TITLE

The Doctor's Dilemma: The Utilitarian Medical Ethics of Nazi Physician Karl Brandt

AUTHOR(S)
Schultz, Joshua J.
PUB. DATE
May 2013
SOURCE
University of Toronto Medical Journal;May2013, Vol. 90 Issue 4, p176
SOURCE TYPE
Academic Journal
DOC. TYPE
Article
ABSTRACT
Before World War II German physicians and scientists were responsible for major advances in medicine. The actions of doctors in the Nazi system were an aberration of this legacy; however, not all Nazi doctors operated in an ethical vacuum. This paper examines the doctors' trial at Nuremberg in 1946. This paper draws attention to the utilitarian medical ethics of the Nazi doctor Karl Brandt and discusses how utilitarianism still informs medical practice today.
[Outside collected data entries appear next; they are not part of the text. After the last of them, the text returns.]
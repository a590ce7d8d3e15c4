mod classify;
mod error;
mod extract;
mod graph;
mod settings;
mod stats;
mod store;
mod style;

pub mod layouts;
pub mod render;

pub use self::classify::{is_trial_id, Classifier, EntityCategory, TRIAL_MARKER};
pub use self::error::{LoadError, RenderError};
pub use self::extract::{
    extract, extract_rows, sample_rows, EndpointRole, FilterCategory, Query, Selection,
    ALL_CHOICE, ALL_SAMPLE_LIMIT,
};
pub use self::graph::KnowledgeGraph;
pub use self::render::{
    export_image, rasterize, EdgeSegment, ExportOutcome, ForceDirectedRenderer, ForceFigure,
    GraphRenderer, NodeMarker, RasterImage, RenderContext, VizBackend, WidgetDocument,
    WidgetRenderer, SCREENSHOT_HINT,
};
pub use self::settings::{
    clamp_cap, ExplorerSettings, SettingsData, SettingsExtraction, CAP_DEFAULT, CAP_MAX, CAP_MIN,
    DEFAULT_DATA_PATH,
};
pub use self::stats::{CategoryCounts, GraphStats};
pub use self::store::{load, load_from_reader, load_or_empty, StoreCache, Triplet, Triplets};
pub use self::style::{to_hex, StyleCategory, StyleGraph};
The Hippocratic Oath was cited by the prosecution at the Nuremberg doctors' trial as part of the common law of medicine. Brandt and his defense lawyer Dr. Robert Servatius countered by arguing that Brandt was acting in the best interests of the state. He and Servatius argued that the morality of German doctors in the Nazi system represented an alternate medical ethics to that practiced in western democracies. In the end Brandt was found guilty of negligence due to the presence of non-German citizens in the T-4 "euthanasia" program of which Brandt had been in charge. "Brandt's trial highlights utilitarianism in medical ethics whereby physicians are responsible for determining the cost that treatment of the individual represents to the community. The community sets limits and physicians must work within those limits, but in order to act as a bulwark to malevolent state power as existed in Nazi Germany, physicians have a duty to advocate for life and treatment whenever possible.